*ASSIGNED TASK*: Your task is to copy each line of the records that includes the string "produce".

RECORDS SHOWN Start Marker

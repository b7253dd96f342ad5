//! Meta-Model Graph
//!
//! In-memory representation of the meta-model input: a tree of packages
//! owning classes and enums, with typed features and inheritance edges
//! between classes. The graph is constructed once (by the loader or a test)
//! and read-only for the duration of a translation.

pub mod loader;

use serde::{Deserialize, Serialize};

/// Sentinel upper bound meaning "unbounded" (Ecore's UNBOUNDED_MULTIPLICITY)
pub const UNBOUNDED: i32 = -1;

/// Primitive attribute types supported by the meta-model
#[derive(Debug, Clone, Copy, PartialEq, Eq, Hash, Serialize, Deserialize)]
#[serde(rename_all = "lowercase")]
pub enum Primitive {
    String,
    Boolean,
    Int,
    Long,
    Float,
    Double,
    Bytes,
    Short,
    Char,
    Date,
}

/// Declared type of a feature: a primitive or a reference to a classifier.
///
/// Classifier references are either simple names (resolved within the owning
/// package) or fully-qualified dotted names (resolved from a root package).
#[derive(Debug, Clone, PartialEq, Eq, Serialize, Deserialize)]
#[serde(rename_all = "snake_case")]
pub enum TypeRef {
    Primitive(Primitive),
    Classifier(String),
}

/// An attribute or reference declared on a class
#[derive(Debug, Clone, Serialize, Deserialize)]
pub struct Feature {
    pub name: String,
    /// Declared type
    #[serde(rename = "type")]
    pub type_ref: TypeRef,
    /// Lower multiplicity bound
    #[serde(default)]
    pub lower: u32,
    /// Upper multiplicity bound; [`UNBOUNDED`] means no limit
    #[serde(default = "default_upper")]
    pub upper: i32,
    /// Whether a referenced object is owned by the referrer (vs. linked).
    /// Containment has no effect on the generated field shape.
    #[serde(default)]
    pub containment: bool,
}

fn default_upper() -> i32 {
    1
}

impl Feature {
    /// Multi-valued: upper bound above one or unbounded
    pub fn is_many(&self) -> bool {
        self.upper == UNBOUNDED || self.upper > 1
    }

    /// Optional single-valued: may legally hold zero values
    pub fn is_optional(&self) -> bool {
        self.lower == 0 && self.upper == 1
    }
}

/// A class declaration
#[derive(Debug, Clone, Serialize, Deserialize)]
pub struct Class {
    pub name: String,
    /// Abstract classes still produce a record (subtypes flatten them in,
    /// but consumers may also address the ancestor shape directly)
    #[serde(default, rename = "abstract")]
    pub is_abstract: bool,
    /// Interface flag; interfaces contributing no features are pure
    /// capability markers and produce no record of their own
    #[serde(default, rename = "interface")]
    pub is_interface: bool,
    /// Supertype references, in declaration order (multiple inheritance)
    #[serde(default)]
    pub supertypes: Vec<String>,
    /// Declared features, in declaration order
    #[serde(default)]
    pub features: Vec<Feature>,
}

/// An enumeration declaration; literal order is meaningful
#[derive(Debug, Clone, Serialize, Deserialize)]
pub struct EnumDef {
    pub name: String,
    #[serde(default)]
    pub literals: Vec<String>,
}

/// A classifier owned by a package
#[derive(Debug, Clone, Serialize, Deserialize)]
#[serde(tag = "kind", rename_all = "snake_case")]
pub enum Classifier {
    Class(Class),
    Enum(EnumDef),
}

impl Classifier {
    pub fn name(&self) -> &str {
        match self {
            Classifier::Class(c) => &c.name,
            Classifier::Enum(e) => &e.name,
        }
    }

    pub fn as_class(&self) -> Option<&Class> {
        match self {
            Classifier::Class(c) => Some(c),
            Classifier::Enum(_) => None,
        }
    }
}

/// A namespace node grouping classifiers, nestable
#[derive(Debug, Clone, Serialize, Deserialize)]
pub struct Package {
    pub name: String,
    /// Owned classifiers, in declaration order (classes and enums interleave)
    #[serde(default)]
    pub classifiers: Vec<Classifier>,
    #[serde(default)]
    pub subpackages: Vec<Package>,
}

/// The root of the meta-model graph
#[derive(Debug, Clone, Serialize, Deserialize)]
pub struct MetaModel {
    #[serde(default)]
    pub packages: Vec<Package>,
}

impl MetaModel {
    /// Walk every classifier in global declared order: pre-order over the
    /// package tree, classifiers in declaration order within each package.
    ///
    /// Yields the owning package's dotted path alongside each classifier.
    /// This order is the stable tie-break for all output ordering.
    pub fn walk_classifiers(&self) -> Vec<(String, &Classifier)> {
        let mut out = Vec::new();
        for pkg in &self.packages {
            walk_package(pkg, "", &mut out);
        }
        out
    }
}

fn walk_package<'a>(pkg: &'a Package, parent: &str, out: &mut Vec<(String, &'a Classifier)>) {
    let path = if parent.is_empty() {
        pkg.name.clone()
    } else {
        format!("{}.{}", parent, pkg.name)
    };
    for classifier in &pkg.classifiers {
        out.push((path.clone(), classifier));
    }
    for sub in &pkg.subpackages {
        walk_package(sub, &path, out);
    }
}

#[cfg(test)]
mod tests {
    use super::*;

    fn feature(name: &str, lower: u32, upper: i32) -> Feature {
        Feature {
            name: name.to_string(),
            type_ref: TypeRef::Primitive(Primitive::String),
            lower,
            upper,
            containment: false,
        }
    }

    #[test]
    fn test_multiplicity_helpers() {
        assert!(feature("a", 0, UNBOUNDED).is_many());
        assert!(feature("a", 1, 5).is_many());
        assert!(!feature("a", 0, 1).is_many());

        assert!(feature("a", 0, 1).is_optional());
        assert!(!feature("a", 1, 1).is_optional());
        assert!(!feature("a", 0, UNBOUNDED).is_optional());
    }

    #[test]
    fn test_walk_order_is_preorder() {
        let model = MetaModel {
            packages: vec![Package {
                name: "root".to_string(),
                classifiers: vec![Classifier::Enum(EnumDef {
                    name: "Color".to_string(),
                    literals: vec![],
                })],
                subpackages: vec![
                    Package {
                        name: "a".to_string(),
                        classifiers: vec![Classifier::Class(Class {
                            name: "First".to_string(),
                            is_abstract: false,
                            is_interface: false,
                            supertypes: vec![],
                            features: vec![],
                        })],
                        subpackages: vec![],
                    },
                    Package {
                        name: "b".to_string(),
                        classifiers: vec![Classifier::Class(Class {
                            name: "Second".to_string(),
                            is_abstract: false,
                            is_interface: false,
                            supertypes: vec![],
                            features: vec![],
                        })],
                        subpackages: vec![],
                    },
                ],
            }],
        };

        let walked: Vec<(String, &str)> = model
            .walk_classifiers()
            .into_iter()
            .map(|(ns, c)| (ns, c.name()))
            .collect();
        assert_eq!(
            walked,
            vec![
                ("root".to_string(), "Color"),
                ("root.a".to_string(), "First"),
                ("root.b".to_string(), "Second"),
            ]
        );
    }
}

RECORDS SHOWN End Marker

*ANSWER BOX*:
    /// Abstract classes still produce a record (subtypes flatten them in,
    /// capability markers and produce no record of their own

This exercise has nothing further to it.